LISTED RECORDS:
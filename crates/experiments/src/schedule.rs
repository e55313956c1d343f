//! Trial timing and stimulus scheduling

use std::time::Duration;

use rand::rngs::StdRng;
use rand::{Rng, RngCore, SeedableRng};
use serde::{Deserialize, Serialize};

use crate::error::{ExperimentError, Result};

/// Longest interval any timing field may ask for.
pub const MAX_INTERVAL_SECS: f64 = 3600.0;

/// Shortest stimulus; roughly one frame at 60-100 Hz refresh.
pub const MIN_SOA_SECS: f64 = 0.01;

/// Per-trial timing, in seconds.
///
/// Each trial shows a stimulus for `soa_secs`, then waits `iti_secs` plus a
/// uniform random jitter in `[0, jitter_secs)` before the next onset.
#[derive(Debug, Clone, Copy, PartialEq, Serialize, Deserialize)]
pub struct TrialTiming {
    /// Inter-trial interval
    pub iti_secs: f64,
    /// Stimulus onset asynchrony (time on screen)
    pub soa_secs: f64,
    pub jitter_secs: f64,
}

impl TrialTiming {
    pub const fn new(iti_secs: f64, soa_secs: f64, jitter_secs: f64) -> Self {
        Self {
            iti_secs,
            soa_secs,
            jitter_secs,
        }
    }

    pub fn validate(&self) -> Result<()> {
        let fields = [
            ("iti_secs", self.iti_secs),
            ("soa_secs", self.soa_secs),
            ("jitter_secs", self.jitter_secs),
        ];
        for (name, value) in fields {
            if !value.is_finite() || !(0.0..=MAX_INTERVAL_SECS).contains(&value) {
                return Err(ExperimentError::InvalidTiming(format!(
                    "{} must be between 0 and {} seconds, got {}",
                    name, MAX_INTERVAL_SECS, value
                )));
            }
        }
        if self.soa_secs < MIN_SOA_SECS {
            return Err(ExperimentError::InvalidTiming(format!(
                "soa_secs must be at least {} seconds, got {}",
                MIN_SOA_SECS, self.soa_secs
            )));
        }
        Ok(())
    }

    fn gap(&self, rng: &mut dyn RngCore) -> Duration {
        let jitter = if self.jitter_secs > 0.0 {
            rng.gen::<f64>() * self.jitter_secs
        } else {
            0.0
        };
        Duration::from_secs_f64(self.iti_secs + jitter)
    }
}

/// A class of stimulus and the marker code recorded at its onset.
#[derive(Debug, Clone, Copy, PartialEq, Eq)]
pub struct Condition {
    pub marker: u32,
    pub label: &'static str,
}

/// One scheduled trial.
#[derive(Debug, Clone, Copy, PartialEq)]
pub struct Stimulus {
    /// Offset from the start of the presentation
    pub onset: Duration,
    pub condition: Condition,
}

/// RNG for a presentation: reproducible when a seed is given.
pub fn make_rng(seed: Option<u64>) -> StdRng {
    match seed {
        Some(seed) => StdRng::seed_from_u64(seed),
        None => StdRng::from_entropy(),
    }
}

/// Lay out trials back to back until the next one would run past `duration`.
///
/// The first onset is one gap after the start. A trial is kept only if its
/// stimulus finishes within `duration`.
pub fn build_schedule<F>(
    timing: &TrialTiming,
    duration: Duration,
    rng: &mut dyn RngCore,
    mut pick: F,
) -> Vec<Stimulus>
where
    F: FnMut(&mut dyn RngCore) -> Condition,
{
    let soa = Duration::from_secs_f64(timing.soa_secs);
    let mut stimuli = Vec::new();
    let mut onset = timing.gap(rng);

    while onset + soa <= duration {
        let condition = pick(&mut *rng);
        stimuli.push(Stimulus { onset, condition });
        onset += soa + timing.gap(rng);
    }
    stimuli
}

#[cfg(test)]
mod tests {
    use super::*;

    const A: Condition = Condition { marker: 1, label: "a" };
    const B: Condition = Condition { marker: 2, label: "b" };

    fn coin(rng: &mut dyn RngCore) -> Condition {
        if rng.gen_bool(0.5) {
            A
        } else {
            B
        }
    }

    #[test]
    fn test_fixed_timing_schedule() {
        let timing = TrialTiming::new(0.5, 1.0, 0.0);
        let mut rng = make_rng(Some(1));
        let stimuli = build_schedule(&timing, Duration::from_secs(5), &mut rng, |_| A);

        let onsets: Vec<f64> = stimuli.iter().map(|s| s.onset.as_secs_f64()).collect();
        assert_eq!(onsets, vec![0.5, 2.0, 3.5]);
    }

    #[test]
    fn test_schedule_fits_duration_and_increases() {
        let timing = TrialTiming::new(0.4, 0.3, 0.2);
        let duration = Duration::from_secs(30);
        let mut rng = make_rng(Some(7));
        let stimuli = build_schedule(&timing, duration, &mut rng, coin);

        assert!(!stimuli.is_empty());
        let soa = Duration::from_secs_f64(timing.soa_secs);
        for stim in &stimuli {
            assert!(stim.onset + soa <= duration);
        }
        for pair in stimuli.windows(2) {
            let gap = pair[1].onset - pair[0].onset;
            assert!(gap >= Duration::from_secs_f64(0.699));
            assert!(gap < Duration::from_secs_f64(0.9 + 1e-9));
        }
    }

    #[test]
    fn test_seeded_schedules_repeat() {
        let timing = TrialTiming::new(0.4, 0.3, 0.2);
        let duration = Duration::from_secs(10);
        let first = build_schedule(&timing, duration, &mut make_rng(Some(42)), coin);
        let second = build_schedule(&timing, duration, &mut make_rng(Some(42)), coin);
        assert_eq!(first, second);
    }

    #[test]
    fn test_too_short_duration_yields_no_trials() {
        let timing = TrialTiming::new(0.5, 3.0, 0.0);
        let stimuli = build_schedule(&timing, Duration::from_secs(3), &mut make_rng(None), |_| A);
        assert!(stimuli.is_empty());
    }

    #[test]
    fn test_timing_validation() {
        assert!(TrialTiming::new(0.4, 0.3, 0.2).validate().is_ok());
        assert!(TrialTiming::new(0.4, 0.0, 0.2).validate().is_err());
        assert!(TrialTiming::new(-0.1, 0.3, 0.2).validate().is_err());
        assert!(TrialTiming::new(0.4, f64::NAN, 0.2).validate().is_err());
    }

    #[test]
    fn test_timing_bounds() {
        assert!(TrialTiming::new(0.4, 1e300, 0.0).validate().is_err());
        assert!(TrialTiming::new(f64::INFINITY, 0.3, 0.0).validate().is_err());
        assert!(TrialTiming::new(0.4, 0.3, MAX_INTERVAL_SECS + 1.0).validate().is_err());
        assert!(TrialTiming::new(0.4, 0.001, 0.0).validate().is_err());
        assert!(TrialTiming::new(MAX_INTERVAL_SECS, MIN_SOA_SECS, 0.0).validate().is_ok());
    }
}
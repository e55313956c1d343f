//! Common types and traits for EEG device drivers

use std::collections::HashSet;
use std::path::{Path, PathBuf};

use log::info;
use serde::{Deserialize, Serialize};
use thiserror::Error;

use eeg_types::{BoardKind, BoardSelection, SensorError as EegSensorError};

use crate::mock_eeg::MockDriver;

/// Highest channel index the synthetic board accepts.
const MAX_CHANNEL_INDEX: u8 = 31;

/// Configuration for the synthetic ADC
#[derive(Debug, Clone, PartialEq, Serialize, Deserialize)]
#[serde(default)]
pub struct AdcConfig {
    /// Target sample rate in Hz
    pub sample_rate: u32,
    /// Reference voltage for ADC conversion
    pub vref: f32,
    /// Gain setting for all channels
    pub gain: f32,
    /// Active channel indices (0-indexed)
    pub channels: Vec<u8>,
    /// Number of samples generated per batch
    pub batch_size: usize,
}

impl Default for AdcConfig {
    fn default() -> Self {
        Self {
            sample_rate: BoardKind::Synthetic.sample_rate(),
            vref: 4.5,
            gain: 24.0,
            channels: (0..8).collect(),
            batch_size: 16,
        }
    }
}

impl AdcConfig {
    pub fn validate(&self) -> Result<(), DriverError> {
        if self.sample_rate == 0 {
            return Err(DriverError::ConfigurationError(
                "Sample rate must be greater than 0".to_string(),
            ));
        }
        if self.channels.is_empty() {
            return Err(DriverError::ConfigurationError(
                "At least one channel must be configured".to_string(),
            ));
        }

        let mut unique_channels = HashSet::new();
        for &channel in &self.channels {
            if !unique_channels.insert(channel) {
                return Err(DriverError::ConfigurationError(format!(
                    "Duplicate channel detected: {}",
                    channel
                )));
            }
            if channel > MAX_CHANNEL_INDEX {
                return Err(DriverError::ConfigurationError(format!(
                    "Invalid channel index: {}. Supported channels are 0-{}",
                    channel, MAX_CHANNEL_INDEX
                )));
            }
        }

        if self.batch_size == 0 {
            return Err(DriverError::ConfigurationError(
                "Batch size must be greater than 0".to_string(),
            ));
        }
        Ok(())
    }

    /// Column names for the configured channels (`ch1`, `ch2`, ...).
    pub fn channel_names(&self) -> Vec<String> {
        self.channels.iter().map(|c| format!("ch{}", *c as u32 + 1)).collect()
    }
}

/// Status of a device driver
#[derive(Debug, Clone, PartialEq)]
pub enum DriverStatus {
    /// Driver has never been started
    NotInitialized,
    /// Driver is actively acquiring data
    Running,
    /// Acquisition finished and the recording was saved
    Stopped,
    /// Driver encountered an error
    Error(String),
}

/// Errors that can occur in device drivers
#[derive(Error, Debug, Clone)]
pub enum DriverError {
    /// A sensor-specific error.
    #[error("Sensor error: {0}")]
    SensorError(#[from] EegSensorError),
    /// No driver exists for the requested board
    #[error("Hardware not found: {0}")]
    HardwareNotFound(String),
    /// Invalid configuration
    #[error("Configuration error: {0}")]
    ConfigurationError(String),
    #[error("Acquisition already running")]
    AlreadyRunning,
    #[error("Acquisition not running")]
    NotRunning,
    /// I/O error
    #[error("I/O error: {0}")]
    IoError(String),
    /// Writing the recording failed
    #[error("Recording error: {0}")]
    RecordingError(String),
    /// Generic error
    #[error("Error: {0}")]
    Other(String),
}

impl From<std::io::Error> for DriverError {
    fn from(err: std::io::Error) -> Self {
        DriverError::IoError(err.to_string())
    }
}

impl From<csv::Error> for DriverError {
    fn from(err: csv::Error) -> Self {
        DriverError::RecordingError(err.to_string())
    }
}

/// What a finished acquisition wrote to disk
#[derive(Debug, Clone, PartialEq)]
pub struct RecordingSummary {
    pub path: PathBuf,
    pub samples: usize,
    pub markers: usize,
}

/// Trait that all EEG devices must implement
///
/// A device records from `start` until `stop`, accepting stimulus markers in
/// between, and writes everything it collected to the path given to `start`.
pub trait EegDevice: Send {
    /// Board code, e.g. `synthetic` or `cyton_wifi`
    fn board_code(&self) -> &str;

    fn sample_rate(&self) -> u32;

    fn channel_names(&self) -> &[String];

    /// Begin acquisition. Fails with `AlreadyRunning` if called twice.
    fn start(&mut self, save_path: &Path) -> Result<(), DriverError>;

    /// Timestamp an event marker. Fails with `NotRunning` outside `start`/`stop`.
    fn push_marker(&mut self, code: u32) -> Result<(), DriverError>;

    /// Stop acquisition and save the recording.
    fn stop(&mut self) -> Result<RecordingSummary, DriverError>;

    fn status(&self) -> DriverStatus;
}

/// Build the device for a board selection.
///
/// Returns `Ok(None)` for the `none` board: the experiment then runs without
/// recording anything.
pub fn create_device(
    selection: &BoardSelection,
    config: &AdcConfig,
) -> Result<Option<Box<dyn EegDevice>>, DriverError> {
    match selection.kind {
        BoardKind::None => {
            info!("No EEG device selected; recording disabled");
            Ok(None)
        }
        BoardKind::Synthetic => {
            let driver = MockDriver::new(config.clone(), selection.code())?;
            Ok(Some(Box::new(driver)))
        }
        _ => Err(DriverError::HardwareNotFound(format!(
            "no acquisition driver for board '{}' is available in this build",
            selection.code()
        ))),
    }
}
use std::sync::{Arc, Mutex, PoisonError};

use serde_json::{Number, Value};
use umya_spreadsheet::Worksheet;

use crate::domain::entities::report::{FieldPatch, Record, ReportInput};
use crate::domain::entities::table::{CellValue, Table};
use crate::domain::schema::{ReportField, ReportSchema, CUSTOMER_SHEET, REPORT_SHEET};
use crate::domain::text::{canonical_header, clean_text, normalize_code, HeaderKind};
use crate::infra::cache::WorkbookCache;
use crate::infra::workbook::backup::schedule_backup;
use crate::infra::workbook::save::save_workbook;
use crate::infra::workbook::writer;
use crate::usecase::ports::repo::{ReportRepository, StoreError};

const CODE_KEYS: [&str; 2] = ["得意先CD", "直送先CD"];

fn json_value(cell: &CellValue, is_code: bool) -> Value {
    match cell {
        CellValue::Empty => Value::Null,
        CellValue::Text(text) if text.is_empty() => Value::Null,
        CellValue::Text(text) if is_code => Value::String(normalize_code(text)),
        CellValue::Text(text) => Value::String(clean_text(text)),
        CellValue::Number(_) if is_code => Value::String(cell.as_text()),
        CellValue::Number(value) if value.is_finite() && value.fract() == 0.0 => {
            Value::from(*value as i64)
        }
        CellValue::Number(value) => Number::from_f64(*value)
            .map(Value::Number)
            .unwrap_or(Value::Null),
        CellValue::Bool(flag) => Value::Bool(*flag),
        CellValue::DateTime(text) => Value::String(text.clone()),
    }
}

/// Projects every non-blank row of `table` into a record keyed by canonical
/// header names. Columns without a header are dropped.
pub fn project_records(table: &Table, kind: HeaderKind) -> Vec<Record> {
    let headers: Vec<(usize, String)> = table
        .columns
        .iter()
        .enumerate()
        .map(|(idx, raw)| (idx, canonical_header(raw, kind)))
        .filter(|(_, name)| !name.is_empty())
        .collect();

    table
        .rows
        .iter()
        .filter(|row| row.iter().any(|cell| !cell.is_blank()))
        .map(|row| {
            headers
                .iter()
                .map(|(idx, name)| {
                    let is_code = CODE_KEYS.contains(&name.as_str());
                    let value = row
                        .get(*idx)
                        .map(|cell| json_value(cell, is_code))
                        .unwrap_or(Value::Null);
                    (name.clone(), value)
                })
                .collect()
        })
        .collect()
}

/// Report store backed by workbooks in one directory. Reads go through the
/// shared [`WorkbookCache`]; writes are serialized per process.
pub struct WorkbookRepo {
    cache: Arc<WorkbookCache>,
    schema: ReportSchema,
    write_lock: Mutex<()>,
}

impl WorkbookRepo {
    pub fn new(cache: Arc<WorkbookCache>) -> Self {
        Self {
            cache,
            schema: ReportSchema::standard(),
            write_lock: Mutex::new(()),
        }
    }

    /// Checks the report header of `file` against the column layout.
    pub fn validate_schema(&self, file: &str) -> Result<(), StoreError> {
        let table = self.cache.get_table(file, REPORT_SHEET)?;
        self.schema.validate(&table.columns)?;
        Ok(())
    }

    fn mutate<T, F>(&self, file: &str, action: &str, edit: F) -> Result<T, StoreError>
    where
        F: FnOnce(&mut Worksheet, &ReportSchema) -> Result<T, StoreError>,
    {
        let _guard = self.write_lock.lock().unwrap_or_else(PoisonError::into_inner);
        let path = self.cache.workbook_path(file)?;

        let mut book = umya_spreadsheet::reader::xlsx::read(&path).map_err(|err| {
            StoreError::Read(format!("failed to open {}: {err:?}", path.display()))
        })?;
        let ws = book
            .get_sheet_by_name_mut(REPORT_SHEET)
            .ok_or_else(|| StoreError::SheetNotFound(REPORT_SHEET.to_string()))?;

        writer::validate_header(ws, &self.schema)?;
        let result = edit(ws, &self.schema)?;

        save_workbook(&book, &path, REPORT_SHEET)?;
        self.cache.invalidate(file, REPORT_SHEET);
        log::info!("{action} saved to {}", path.display());
        schedule_backup(path);
        Ok(result)
    }
}

impl ReportRepository for WorkbookRepo {
    fn sheet_table(&self, file: &str, sheet: &str) -> Result<Arc<Table>, StoreError> {
        self.cache.get_table(file, sheet)
    }

    fn list_reports(&self, file: &str) -> Result<Vec<Record>, StoreError> {
        let table = self.cache.get_table(file, REPORT_SHEET)?;
        Ok(project_records(&table, HeaderKind::Report))
    }

    fn get_report(&self, file: &str, management_number: i64) -> Result<Record, StoreError> {
        let table = self.cache.get_table(file, REPORT_SHEET)?;
        let col = self.schema.column(ReportField::ManagementNumber) as usize - 1;
        let row = table
            .rows
            .iter()
            .find(|row| row.get(col).and_then(CellValue::as_i64) == Some(management_number))
            .ok_or(StoreError::ReportNotFound(management_number))?;

        let single = Table {
            columns: table.columns.clone(),
            rows: vec![row.clone()],
        };
        project_records(&single, HeaderKind::Report)
            .into_iter()
            .next()
            .ok_or(StoreError::ReportNotFound(management_number))
    }

    fn customers(&self, file: &str) -> Result<Vec<Record>, StoreError> {
        let table = self.cache.get_table(file, CUSTOMER_SHEET)?;
        Ok(project_records(&table, HeaderKind::Customer))
    }

    fn create_report(&self, file: &str, input: &ReportInput) -> Result<i64, StoreError> {
        let number = self.mutate(file, "new report", |ws, schema| {
            writer::append_report(ws, schema, input)
        })?;
        log::info!("created report {number} in {file}");
        Ok(number)
    }

    fn update_report(
        &self,
        file: &str,
        management_number: i64,
        input: &ReportInput,
    ) -> Result<(), StoreError> {
        self.mutate(file, "report update", |ws, schema| {
            writer::update_report(ws, schema, management_number, input)
        })?;
        log::info!("updated report {management_number} in {file}");
        Ok(())
    }

    fn patch_report(
        &self,
        file: &str,
        management_number: i64,
        patch: &FieldPatch,
    ) -> Result<(), StoreError> {
        self.mutate(file, "report patch", |ws, schema| {
            writer::patch_report(ws, schema, management_number, patch)
        })?;
        log::info!(
            "patched {} field(s) of report {management_number} in {file}",
            patch.values.len()
        );
        Ok(())
    }

    fn delete_report(&self, file: &str, management_number: i64) -> Result<(), StoreError> {
        self.mutate(file, "report delete", |ws, schema| {
            writer::delete_report(ws, schema, management_number)
        })?;
        log::info!("deleted report {management_number} from {file}");
        Ok(())
    }
}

DIRECTIONS FOR THIS TASK: The required answer is the exact run of lines above starting at the line with "stimulus markers in" and ending at the line with "if called twice.", with both ends present.

TASK SOLUTION:
/// A device records from `start` until `stop`, accepting stimulus markers in
/// between, and writes everything it collected to the path given to `start`.
pub trait EegDevice: Send {
    /// Board code, e.g. `synthetic` or `cyton_wifi`
    fn board_code(&self) -> &str;

    fn sample_rate(&self) -> u32;

    fn channel_names(&self) -> &[String];

    /// Begin acquisition. Fails with `AlreadyRunning` if called twice.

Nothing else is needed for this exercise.